Però lo danneggia gravemente, oltre alla necessità di appoggiarsi
sul film precedente, una dose di forzature e implausibilità che lo
rende inferiore al barocchismo di Blood.
Blue di
Yoshiha Keisuke è un buon esempio di cinema sportivo sulla boxe
(come Underdog, che non ho visto). Bello il montaggio, assai
netto e preciso, di una secca sobrietà, fra una scena e l'altra. Gli
incontri sul ring sono assai ben resi, con una chiarezza che si
oppone al gusto contemporaneo del racconto a flashes. Le
figure dei personaggi riprendono quelle di tanti film sul pugilato:
il campione che si ritrova il cervello danneggiato dai colpi
(Higashide Masahiro), la sua donna che soffre per questo (Kimura
Fumino), il bravissimo teorico del gioco che però sul ring perde
sempre (Matsudara Kenichi), il rookie in ascesa (Emoto Tokio,
che è il personaggio più originale, in parte per un paio di bei
tocchi di comedy, in parte per una faccia memorabile). Per
fortuna l'abilità del regista Yoshida non fa avvertire la
prevedibilità e guida il racconto con sicurezza fino a una bella
conclusione.
The Goldfish:
Dreaming of the Sea di Ogawa Sara: in una casa-famiglia per
orfani, una diciottenne di nome Hana si affeziona a una bambina
piccola, Harumi, che all'inizio sembra autistica – poi vediamo che
è shockata perché era picchiata dalla madre, cui è stata tolta. Ma
anche Hana ha un passato che le fa male. Che Ogawa Sara abbia
imparato da Kore-eda si vede. E' brava (alla Kore-eda) nel dare
concretezza a momenti significanti, come andare a mangiare sotto un
albero o correre a cercare un riparo perché piove. Inoltre Ogawa
(lei stessa attrice) ottiene buone interpretazioni, e non solo perché
i bambini rubano sempre la scena. La piccola Hanada Runa (Harumi è
eccezionale) anche per una capacità della regia di
cogliere/costruire la pregnanza di un'espressione. Un paio di sue
inquadrature nel film fanno veramente provare un brivido.
The
Wheel of Fortuna and Fantasy
di Hamaguchi Ryusuke, Orso d'Argento all'ultimo festival di Berlino,
è
un film intenso che si focalizza sul mondo femminile per esplorare
in tre episodi le “intermittenze del cuore”, con una delicatezza
di sguardo – come è stato scritto – quasi rohmeriana. Sono tre
episodi con quattro protagoniste femminili (l'ultimo episodio è a
due), splendidamente interpretati; ma vanno elogiate anche le figure
di contorno maschili e femminili: il regista Hamaguchi ha fra le sue
varie doti una particolare capacità di direzione degli attori.
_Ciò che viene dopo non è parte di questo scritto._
//! Settings structs for all configuration sections.
//!
//! These are pure data types with no parsing logic. The radar part is frozen
//! into an `Arc<RadarConfig>` once loaded and shared read-only by every
//! request.

use std::path::PathBuf;

use crate::coord::DEFAULT_TILE_SIZE;
use crate::legend::Legend;

/// Default half-width, in pixels, of the area search window.
///
/// A radius of 5 gives a 10×10 window, so area counts read as percentages.
pub const DEFAULT_SEARCH_RADIUS: u32 = 5;

/// Default half-width, in pixels, of the preview locator marker.
pub const DEFAULT_MARKER_RADIUS: u32 = 4;

/// Default HTTP timeout in seconds.
pub const DEFAULT_HTTP_TIMEOUT_SECS: u64 = 30;

/// Default request method for imagery layers.
pub const DEFAULT_METHOD: &str = "GET";

/// Complete application configuration loaded from config.ini.
#[derive(Debug, Clone, Default)]
pub struct ConfigFile {
    /// Radar engine settings: sources, base map, radii
    pub radar: RadarConfig,
    /// HTTP client settings
    pub http: HttpSettings,
    /// Logging settings
    pub logging: LoggingSettings,
}

/// HTTP client configuration.
#[derive(Debug, Clone)]
pub struct HttpSettings {
    /// Request timeout in seconds
    pub timeout: u64,
}

impl Default for HttpSettings {
    fn default() -> Self {
        Self {
            timeout: DEFAULT_HTTP_TIMEOUT_SECS,
        }
    }
}

/// Logging configuration.
#[derive(Debug, Clone)]
pub struct LoggingSettings {
    /// Log file path
    pub file: PathBuf,
}

impl Default for LoggingSettings {
    fn default() -> Self {
        Self {
            file: crate::logging::default_log_dir().join(crate::logging::default_log_file()),
        }
    }
}

/// Immutable configuration of the radar engine.
#[derive(Debug, Clone)]
pub struct RadarConfig {
    /// Radar sources in configuration order
    pub sources: Vec<RadarSource>,
    /// Background tiles for previews; previews are unavailable without it
    pub base_map: Option<BaseMapConfig>,
    /// Default area search radius in pixels
    pub search_radius: u32,
    /// Preview marker radius in pixels, before zoom scaling
    pub marker_radius: u32,
}

impl Default for RadarConfig {
    fn default() -> Self {
        Self {
            sources: Vec::new(),
            base_map: None,
            search_radius: DEFAULT_SEARCH_RADIUS,
            marker_radius: DEFAULT_MARKER_RADIUS,
        }
    }
}

impl RadarConfig {
    /// Looks up a source by name.
    pub fn source(&self, name: &str) -> Option<&RadarSource> {
        self.sources.iter().find(|s| s.name == name)
    }

    /// All `(source, layer)` pairs of enabled sources, in configuration order.
    pub fn enabled_layers(&self) -> impl Iterator<Item = (&RadarSource, &ImageryLayer)> {
        self.sources
            .iter()
            .filter(|s| s.enabled)
            .flat_map(|s| s.layers.iter().map(move |l| (s, l)))
    }
}

/// A radar tile provider.
#[derive(Debug, Clone)]
pub struct RadarSource {
    /// Source name, unique across the configuration
    pub name: String,
    /// Zoom level at which every layer of this source is fetched
    pub zoom: u8,
    /// Tile edge in pixels
    pub tile_size: u32,
    /// Opacity used when the source is overlaid on the base map
    pub opacity: f32,
    /// Whether exact-pixel classification is meaningful for this source
    pub point_sampling: bool,
    /// Disabled sources are never queried
    pub enabled: bool,
    /// Color legend shared by all layers of the source
    pub legend: Legend,
    /// Extra request headers sent with every layer request
    pub headers: Vec<(String, String)>,
    /// Imagery layers in configuration order
    pub layers: Vec<ImageryLayer>,
}

impl RadarSource {
    /// Creates an enabled source with defaults and no layers.
    pub fn new(name: impl Into<String>, zoom: u8, legend: Legend) -> Self {
        Self {
            name: name.into(),
            zoom,
            tile_size: DEFAULT_TILE_SIZE,
            opacity: 1.0,
            point_sampling: true,
            enabled: true,
            legend,
            headers: Vec::new(),
            layers: Vec::new(),
        }
    }

    /// Adds a layer (builder style).
    pub fn with_layer(mut self, layer: ImageryLayer) -> Self {
        self.layers.push(layer);
        self
    }

    /// Sets the overlay opacity (builder style).
    pub fn with_opacity(mut self, opacity: f32) -> Self {
        self.opacity = opacity;
        self
    }

    /// Sets the tile size (builder style).
    pub fn with_tile_size(mut self, tile_size: u32) -> Self {
        self.tile_size = tile_size;
        self
    }

    /// Enables or disables point sampling (builder style).
    pub fn with_point_sampling(mut self, enabled: bool) -> Self {
        self.point_sampling = enabled;
        self
    }

    /// Enables or disables the source (builder style).
    pub fn with_enabled(mut self, enabled: bool) -> Self {
        self.enabled = enabled;
        self
    }

    /// Identity of a layer of this source: `"<source> - <layer>"`.
    pub fn qualified_name(&self, layer: &ImageryLayer) -> String {
        qualified_name(&self.name, &layer.name)
    }
}

/// Builds the `"<source> - <layer>"` identity used for results and fetches.
pub fn qualified_name(source: &str, layer: &str) -> String {
    format!("{} - {}", source, layer)
}

/// One radar product of a source, fetched through a URL template.
#[derive(Debug, Clone, PartialEq, Eq)]
pub struct ImageryLayer {
    /// Layer name, unique within its source
    pub name: String,
    /// URL template with `{x}`, `{y}`, `{z}` placeholders
    pub url: String,
    /// HTTP method, upper case
    pub method: String,
    /// Optional request body template, same placeholders as the URL
    pub body: Option<String>,
    /// Content type of the body
    pub content_type: Option<String>,
}

impl ImageryLayer {
    /// Creates a `GET` layer without body.
    pub fn new(name: impl Into<String>, url: impl Into<String>) -> Self {
        Self {
            name: name.into(),
            url: url.into(),
            method: DEFAULT_METHOD.to_string(),
            body: None,
            content_type: None,
        }
    }
}

/// Base map used as preview background.
#[derive(Debug, Clone, PartialEq, Eq)]
pub struct BaseMapConfig {
    /// URL template with `{x}`, `{y}`, `{z}` placeholders
    pub url: String,
    /// Zoom level of the base map; must not be coarser than any previewed source
    pub zoom: u8,
    /// Tile edge in pixels
    pub tile_size: u32,
    /// Extra request headers
    pub headers: Vec<(String, String)>,
}

impl BaseMapConfig {
    pub fn new(url: impl Into<String>, zoom: u8) -> Self {
        Self {
            url: url.into(),
            zoom,
            tile_size: DEFAULT_TILE_SIZE,
            headers: Vec::new(),
        }
    }
}
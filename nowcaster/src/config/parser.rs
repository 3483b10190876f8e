//! INI parsing logic for converting `Ini` → `ConfigFile`.
//!
//! This is the single place where INI section and key names are mapped to
//! struct fields. Radar sources are spread over several sections sharing the
//! `source.<name>` prefix:
//!
//! ```ini
//! [source.radar]              ; zoom, tile_size, opacity, point_sampling, enabled
//! [source.radar.headers]      ; header = value
//! [source.radar.legend]       ; label = #RRGGBB or #AARRGGBB
//! [source.radar.layer.now]    ; url, method, body, content_type
//! ```

use std::path::PathBuf;
use std::str::FromStr;

use ini::{Ini, Properties};

use super::file::ConfigFileError;
use super::settings::{BaseMapConfig, ConfigFile, ImageryLayer, RadarSource, DEFAULT_METHOD};
use crate::coord::{DEFAULT_TILE_SIZE, MAX_ZOOM};
use crate::legend::{Legend, LegendError};

const SOURCE_PREFIX: &str = "source.";
const LAYER_PREFIX: &str = "layer.";
const KNOWN_SECTIONS: &[&str] = &["engine", "http", "logging", "basemap", "basemap.headers"];

/// Parse an `Ini` object into a `ConfigFile`.
///
/// Starts from `ConfigFile::default()` and overlays any values found in the INI.
pub(super) fn parse_ini(ini: &Ini) -> Result<ConfigFile, ConfigFileError> {
    let mut config = ConfigFile::default();

    // [engine] section
    if let Some(section) = ini.section(Some("engine")) {
        if let Some(v) = section.get("search_radius") {
            config.radar.search_radius =
                parse_value(v, "engine", "search_radius", "must be a non-negative integer (pixels)")?;
        }
        if let Some(v) = section.get("marker_radius") {
            config.radar.marker_radius =
                parse_value(v, "engine", "marker_radius", "must be a non-negative integer (pixels)")?;
        }
    }

    // [http] section
    if let Some(section) = ini.section(Some("http")) {
        if let Some(v) = section.get("timeout") {
            let timeout: u64 =
                parse_value(v, "http", "timeout", "must be a positive integer (seconds)")?;
            if timeout == 0 {
                return Err(invalid("http", "timeout", v, "must be a positive integer (seconds)"));
            }
            config.http.timeout = timeout;
        }
    }

    // [logging] section
    if let Some(section) = ini.section(Some("logging")) {
        if let Some(v) = section.get("file") {
            let v = v.trim();
            if !v.is_empty() {
                config.logging.file = expand_tilde(v);
            }
        }
    }

    // [basemap] section
    if let Some(section) = ini.section(Some("basemap")) {
        let mut base_map = parse_base_map(section)?;
        if let Some(headers) = ini.section(Some("basemap.headers")) {
            base_map.headers = collect_pairs(headers);
        }
        config.radar.base_map = Some(base_map);
    }

    // [source.*] sections
    config.radar.sources = parse_sources(ini)?;

    Ok(config)
}

fn parse_base_map(section: &Properties) -> Result<BaseMapConfig, ConfigFileError> {
    let url = required(section, "basemap", "url")?;
    let zoom = parse_zoom(required(section, "basemap", "zoom")?, "basemap", "zoom")?;

    let mut base_map = BaseMapConfig::new(url, zoom);
    if let Some(v) = section.get("tile_size") {
        base_map.tile_size = parse_tile_size(v, "basemap")?;
    }
    Ok(base_map)
}

/// Sections collected for one source before validation.
struct SourceDraft<'a> {
    name: String,
    settings: Option<&'a Properties>,
    headers: Vec<(String, String)>,
    legend: Vec<(String, String)>,
    layers: Vec<ImageryLayer>,
}

impl<'a> SourceDraft<'a> {
    fn new(name: &str) -> Self {
        Self {
            name: name.to_string(),
            settings: None,
            headers: Vec::new(),
            legend: Vec::new(),
            layers: Vec::new(),
        }
    }

    fn section_name(&self) -> String {
        format!("{}{}", SOURCE_PREFIX, self.name)
    }

    fn build(self) -> Result<RadarSource, ConfigFileError> {
        let section_name = self.section_name();
        let settings = self.settings.ok_or_else(|| ConfigFileError::MissingValue {
            section: section_name.clone(),
            key: "zoom".to_string(),
        })?;

        let zoom = parse_zoom(required(settings, &section_name, "zoom")?, &section_name, "zoom")?;
        let legend = build_legend(&section_name, self.legend)?;

        let mut source = RadarSource::new(self.name, zoom, legend);
        source.headers = self.headers;
        source.layers = self.layers;

        if let Some(v) = settings.get("tile_size") {
            source.tile_size = parse_tile_size(v, &section_name)?;
        }
        if let Some(v) = settings.get("opacity") {
            source.opacity = parse_opacity(v, &section_name)?;
        }
        if let Some(v) = settings.get("point_sampling") {
            source.point_sampling = parse_bool(v, &section_name, "point_sampling")?;
        }
        if let Some(v) = settings.get("enabled") {
            source.enabled = parse_bool(v, &section_name, "enabled")?;
        }

        if source.layers.is_empty() {
            tracing::warn!(source = %source.name, "Radar source has no imagery layers");
        }
        if source.legend.is_empty() {
            tracing::warn!(source = %source.name, "Radar source has an empty legend");
        }

        Ok(source)
    }
}

fn parse_sources(ini: &Ini) -> Result<Vec<RadarSource>, ConfigFileError> {
    let mut drafts: Vec<SourceDraft<'_>> = Vec::new();

    for (name, section) in ini.iter() {
        let Some(name) = name else {
            continue;
        };
        let Some(rest) = name.strip_prefix(SOURCE_PREFIX) else {
            if !KNOWN_SECTIONS.contains(&name) {
                return Err(ConfigFileError::UnknownSection(name.to_string()));
            }
            continue;
        };

        let (source_name, part) = match rest.split_once('.') {
            Some((source_name, part)) => (source_name, Some(part)),
            None => (rest, None),
        };
        if source_name.is_empty() {
            return Err(ConfigFileError::UnknownSection(name.to_string()));
        }

        let index = match drafts.iter().position(|d| d.name == source_name) {
            Some(index) => index,
            None => {
                drafts.push(SourceDraft::new(source_name));
                drafts.len() - 1
            }
        };
        let draft = &mut drafts[index];

        match part {
            None => draft.settings = Some(section),
            Some("headers") => draft.headers.extend(collect_pairs(section)),
            Some("legend") => draft.legend.extend(collect_pairs(section)),
            Some(part) => {
                let layer_name = part
                    .strip_prefix(LAYER_PREFIX)
                    .filter(|l| !l.is_empty())
                    .ok_or_else(|| ConfigFileError::UnknownSection(name.to_string()))?;
                if draft.layers.iter().any(|l| l.name == layer_name) {
                    return Err(invalid(name, "name", layer_name, "duplicate layer name"));
                }
                draft.layers.push(parse_layer(name, layer_name, section)?);
            }
        }
    }

    drafts.into_iter().map(SourceDraft::build).collect()
}

fn parse_layer(
    section_name: &str,
    layer_name: &str,
    section: &Properties,
) -> Result<ImageryLayer, ConfigFileError> {
    let url = required(section, section_name, "url")?;
    let mut layer = ImageryLayer::new(layer_name, url);

    if let Some(v) = section.get("method") {
        let method = v.trim().to_uppercase();
        if method.is_empty() || !method.chars().all(|c| c.is_ascii_alphabetic()) {
            return Err(invalid(
                section_name,
                "method",
                v,
                "must be an HTTP method such as GET or POST",
            ));
        }
        layer.method = method;
    } else {
        layer.method = DEFAULT_METHOD.to_string();
    }

    layer.body = non_empty(section.get("body"));
    layer.content_type = non_empty(section.get("content_type"));
    Ok(layer)
}

fn build_legend(
    section_name: &str,
    entries: Vec<(String, String)>,
) -> Result<Legend, ConfigFileError> {
    let legend_section = format!("{}.legend", section_name);
    Legend::from_hex(entries).map_err(|e| match e {
        LegendError::InvalidColor { label, color } => ConfigFileError::InvalidValue {
            section: legend_section,
            key: label,
            value: color,
            reason: "expected #RRGGBB or #AARRGGBB".to_string(),
        },
        LegendError::DuplicateLabel(label) => ConfigFileError::InvalidValue {
            section: legend_section,
            key: label.clone(),
            value: label,
            reason: "duplicate legend label".to_string(),
        },
        other => ConfigFileError::InvalidValue {
            section: legend_section,
            key: String::new(),
            value: String::new(),
            reason: other.to_string(),
        },
    })
}

fn collect_pairs(section: &Properties) -> Vec<(String, String)> {
    section
        .iter()
        .map(|(k, v)| (k.trim().to_string(), v.trim().to_string()))
        .collect()
}

fn required<'a>(
    section: &'a Properties,
    name: &str,
    key: &str,
) -> Result<&'a str, ConfigFileError> {
    section
        .get(key)
        .map(str::trim)
        .filter(|v| !v.is_empty())
        .ok_or_else(|| ConfigFileError::MissingValue {
            section: name.to_string(),
            key: key.to_string(),
        })
}

fn non_empty(value: Option<&str>) -> Option<String> {
    value
        .map(str::trim)
        .filter(|v| !v.is_empty())
        .map(str::to_string)
}

fn invalid(section: &str, key: &str, value: &str, reason: &str) -> ConfigFileError {
    ConfigFileError::InvalidValue {
        section: section.to_string(),
        key: key.to_string(),
        value: value.to_string(),
        reason: reason.to_string(),
    }
}

fn parse_value<T: FromStr>(
    value: &str,
    section: &str,
    key: &str,
    reason: &str,
) -> Result<T, ConfigFileError> {
    value
        .trim()
        .parse()
        .map_err(|_| invalid(section, key, value, reason))
}

fn parse_zoom(value: &str, section: &str, key: &str) -> Result<u8, ConfigFileError> {
    let reason = "must be an integer between 0 and 22";
    let zoom: u8 = parse_value(value, section, key, reason)?;
    if zoom > MAX_ZOOM {
        return Err(invalid(section, key, value, reason));
    }
    Ok(zoom)
}

fn parse_tile_size(value: &str, section: &str) -> Result<u32, ConfigFileError> {
    let reason = "must be a positive integer (pixels)";
    let size: u32 = parse_value(value, section, "tile_size", reason)?;
    if size == 0 {
        return Err(invalid(section, "tile_size", value, reason));
    }
    Ok(size)
}

fn parse_opacity(value: &str, section: &str) -> Result<f32, ConfigFileError> {
    let reason = "must be a number between 0.0 and 1.0";
    let opacity: f32 = parse_value(value, section, "opacity", reason)?;
    if !opacity.is_finite() || !(0.0..=1.0).contains(&opacity) {
        return Err(invalid(section, "opacity", value, reason));
    }
    Ok(opacity)
}

fn parse_bool(value: &str, section: &str, key: &str) -> Result<bool, ConfigFileError> {
    match value.trim().to_lowercase().as_str() {
        "true" | "yes" | "on" | "1" => Ok(true),
        "false" | "no" | "off" | "0" => Ok(false),
        _ => Err(invalid(section, key, value, "must be true or false")),
    }
}

/// Expands a leading `~/` to the user's home directory.
pub(super) fn expand_tilde(path: &str) -> PathBuf {
    if let Some(stripped) = path.strip_prefix("~/") {
        if let Some(home) = dirs::home_dir() {
            return home.join(stripped);
        }
    }
    PathBuf::from(path)
}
Dentro il gioco del caso e dell'immaginazione... questo il
significato del titolo... si svolgono i tre incontri, ciascuno dei
quali insegna qualcosa sull'amore alle protagoniste – e a noi.
Lasciando
perdere il modesto You're
Not Normal, Either! di
Maeda Koji, segnalo in conclusione l'ottimo documentario SUMODO
– The Succcessors of Samurai
di Sakata Eiji, che non solo dà un quadro vivo e soddisfacente dello
sport del sumo ma potrebbe compiere il miracolo di trasformarci in
appassionati di questo sport!
Hong Kong è
la patria spirituale del FEFF, sempre nei nostri cuori. Vedi
schede sotto per Drifting
di Jun Li, Limbo
di Soi Cheang, Madalena
di Emily Chan, Shock Wave
2 di Herman Yau, Sugar
St. Studio di Sunny Lau,
Time
di Ricky Ko.
Girato
con abilità, The Way We
Keep Dancing di Adam
Wong è un seguito di The Way We Dance del 2013. E'
interessante l'argomento: il quartiere di Kowloon è diventato la
base per tutta la cultura di strada dello hip hop e adesso viene
travolto dalla gentrification con il conseguente aumento degli
affitti, per cui le varie band non hanno più dove andare. Senza
sorpresa, la polizia è al servizio delle grandi imprese edilizie.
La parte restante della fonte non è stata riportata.